WHAT THE TASK ASKS:
Only lines with the word "minimized" are needed; collect each of them from the listing below.

DATA EXTRACT:

☆ ☆ ☆ ☆

//! Engine configuration
//!
//! Every pixel constant the engine uses lives here so the hand-tuned values
//! (tray step, cascade offset, reserved bands) can be overridden from a TOML
//! file instead of being baked into the layout code.
//!
//! ```toml
//! [viewport]
//! top_reserve = 64.0
//! bottom_reserve = 48.0
//!
//! [tray]
//! margin_x = 20.0
//! margin_y = 100.0
//! column_offset = 10.0
//! row_offset = 60.0
//! ```

use std::path::Path;

use serde::{Deserialize, Serialize};

use crate::error::ConfigError;
use crate::math::{Size, Vec2};

/// Top-level engine configuration
#[derive(Clone, Debug, Default, PartialEq, Serialize, Deserialize)]
#[serde(default)]
pub struct EngineConfig {
    pub viewport: ViewportConfig,
    pub tray: TrayConfig,
    pub layout: LayoutConfig,
    pub z_bands: ZBandConfig,
    pub dropdown: DropdownConfig,
    pub cards: CardDefaults,
}

/// Bands of the viewport reserved for global chrome
#[derive(Clone, Debug, PartialEq, Serialize, Deserialize)]
#[serde(default)]
pub struct ViewportConfig {
    /// Height reserved at the top (navigation bar)
    pub top_reserve: f32,
    /// Height reserved at the bottom (status bar)
    pub bottom_reserve: f32,
}

impl Default for ViewportConfig {
    fn default() -> Self {
        Self {
            top_reserve: 64.0,
            bottom_reserve: 48.0,
        }
    }
}

/// Placement of minimized cards
#[derive(Clone, Debug, PartialEq, Serialize, Deserialize)]
#[serde(default)]
pub struct TrayConfig {
    pub margin_x: f32,
    /// Distance from the bottom of the viewport to the first tray slot
    pub margin_y: f32,
    /// Horizontal step per stacked card
    pub column_offset: f32,
    /// Vertical step per stacked card (stack grows upwards)
    pub row_offset: f32,
    /// Re-enter the maximized state when restoring a card that was
    /// minimized while maximized
    pub remaximize_on_restore: bool,
}

impl Default for TrayConfig {
    fn default() -> Self {
        Self {
            margin_x: 20.0,
            margin_y: 100.0,
            column_offset: 10.0,
            row_offset: 60.0,
            remaximize_on_restore: false,
        }
    }
}

/// Tiling and group stacking parameters
#[derive(Clone, Debug, PartialEq, Serialize, Deserialize)]
#[serde(default)]
pub struct LayoutConfig {
    /// Per-member offset inside a stacked group
    pub cascade_offset: f32,
    /// Cell size used when the usable viewport is degenerate
    pub default_card_size: Size,
}

impl Default for LayoutConfig {
    fn default() -> Self {
        Self {
            cascade_offset: 30.0,
            default_card_size: Size::new(480.0, 360.0),
        }
    }
}

/// Layout of the z-index space
#[derive(Clone, Debug, PartialEq, Serialize, Deserialize)]
#[serde(default)]
pub struct ZBandConfig {
    /// First z-index of the minimized band
    pub floor: u32,
    /// Number of z-index values reserved per band before widening kicks in
    pub band_width: u32,
}

impl Default for ZBandConfig {
    fn default() -> Self {
        Self {
            floor: 100,
            band_width: 1_000,
        }
    }
}

/// Floating menu placement
#[derive(Clone, Debug, PartialEq, Serialize, Deserialize)]
#[serde(default)]
pub struct DropdownConfig {
    /// Gap between trigger and menu
    pub gap: f32,
    /// Minimum distance kept from the viewport edges
    pub margin: f32,
}

impl Default for DropdownConfig {
    fn default() -> Self {
        Self {
            gap: 4.0,
            margin: 8.0,
        }
    }
}

/// Defaults for cards opened without explicit geometry
#[derive(Clone, Debug, PartialEq, Serialize, Deserialize)]
#[serde(default)]
pub struct CardDefaults {
    pub min_size: Size,
    pub max_size: Size,
    pub default_size: Size,
    /// Where the first auto-placed card lands
    pub origin: Vec2,
    /// Offset between consecutively auto-placed cards
    pub cascade_offset: f32,
    /// Number of auto-placed cards before the cascade wraps back to `origin`
    pub cascade_wrap: u32,
}

impl Default for CardDefaults {
    fn default() -> Self {
        Self {
            min_size: Size::new(280.0, 200.0),
            max_size: Size::new(1600.0, 1200.0),
            default_size: Size::new(480.0, 360.0),
            origin: Vec2::new(40.0, 96.0),
            cascade_offset: 30.0,
            cascade_wrap: 8,
        }
    }
}

impl EngineConfig {
    /// Parse and validate a TOML document
    pub fn from_toml_str(source: &str) -> Result<Self, ConfigError> {
        let config: EngineConfig = toml::from_str(source)?;
        config.validate()?;
        Ok(config)
    }

    /// Read, parse and validate a TOML file
    pub fn from_path(path: impl AsRef<Path>) -> Result<Self, ConfigError> {
        let path = path.as_ref();
        let source = std::fs::read_to_string(path).map_err(|source| ConfigError::Io {
            path: path.to_path_buf(),
            source,
        })?;
        Self::from_toml_str(&source)
    }

    /// Reject values the engine cannot work with
    pub fn validate(&self) -> Result<(), ConfigError> {
        non_negative("viewport.top_reserve", self.viewport.top_reserve)?;
        non_negative("viewport.bottom_reserve", self.viewport.bottom_reserve)?;
        non_negative("tray.margin_x", self.tray.margin_x)?;
        non_negative("tray.margin_y", self.tray.margin_y)?;
        non_negative("tray.column_offset", self.tray.column_offset)?;
        non_negative("tray.row_offset", self.tray.row_offset)?;
        non_negative("layout.cascade_offset", self.layout.cascade_offset)?;
        non_negative("cards.cascade_offset", self.cards.cascade_offset)?;
        non_negative("dropdown.gap", self.dropdown.gap)?;
        non_negative("dropdown.margin", self.dropdown.margin)?;

        if self.layout.default_card_size.is_empty() {
            return Err(invalid("layout.default_card_size", "must be positive"));
        }
        if self.cards.default_size.is_empty() {
            return Err(invalid("cards.default_size", "must be positive"));
        }
        if self.z_bands.band_width == 0 {
            return Err(invalid("z_bands.band_width", "must be at least 1"));
        }
        let top = u64::from(self.z_bands.floor)
            + u64::from(self.z_bands.band_width) * crate::zindex::Band::COUNT as u64;
        if top > u64::from(u32::MAX / 2) {
            return Err(invalid("z_bands", "band layout leaves no room to widen"));
        }
        Ok(())
    }
}

fn non_negative(field: &'static str, value: f32) -> Result<(), ConfigError> {
    if value.is_finite() && value >= 0.0 {
        Ok(())
    } else {
        Err(invalid(field, format!("expected a finite value >= 0, got {value}")))
    }
}

fn invalid(field: &'static str, reason: impl Into<String>) -> ConfigError {
    ConfigError::Invalid {
        field,
        reason: reason.into(),
    }
}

☆ ☆ ☆ ☆

OUTPUT FOR THIS EXERCISE:
/// Placement of minimized cards
    /// minimized while maximized
    /// First z-index of the minimized band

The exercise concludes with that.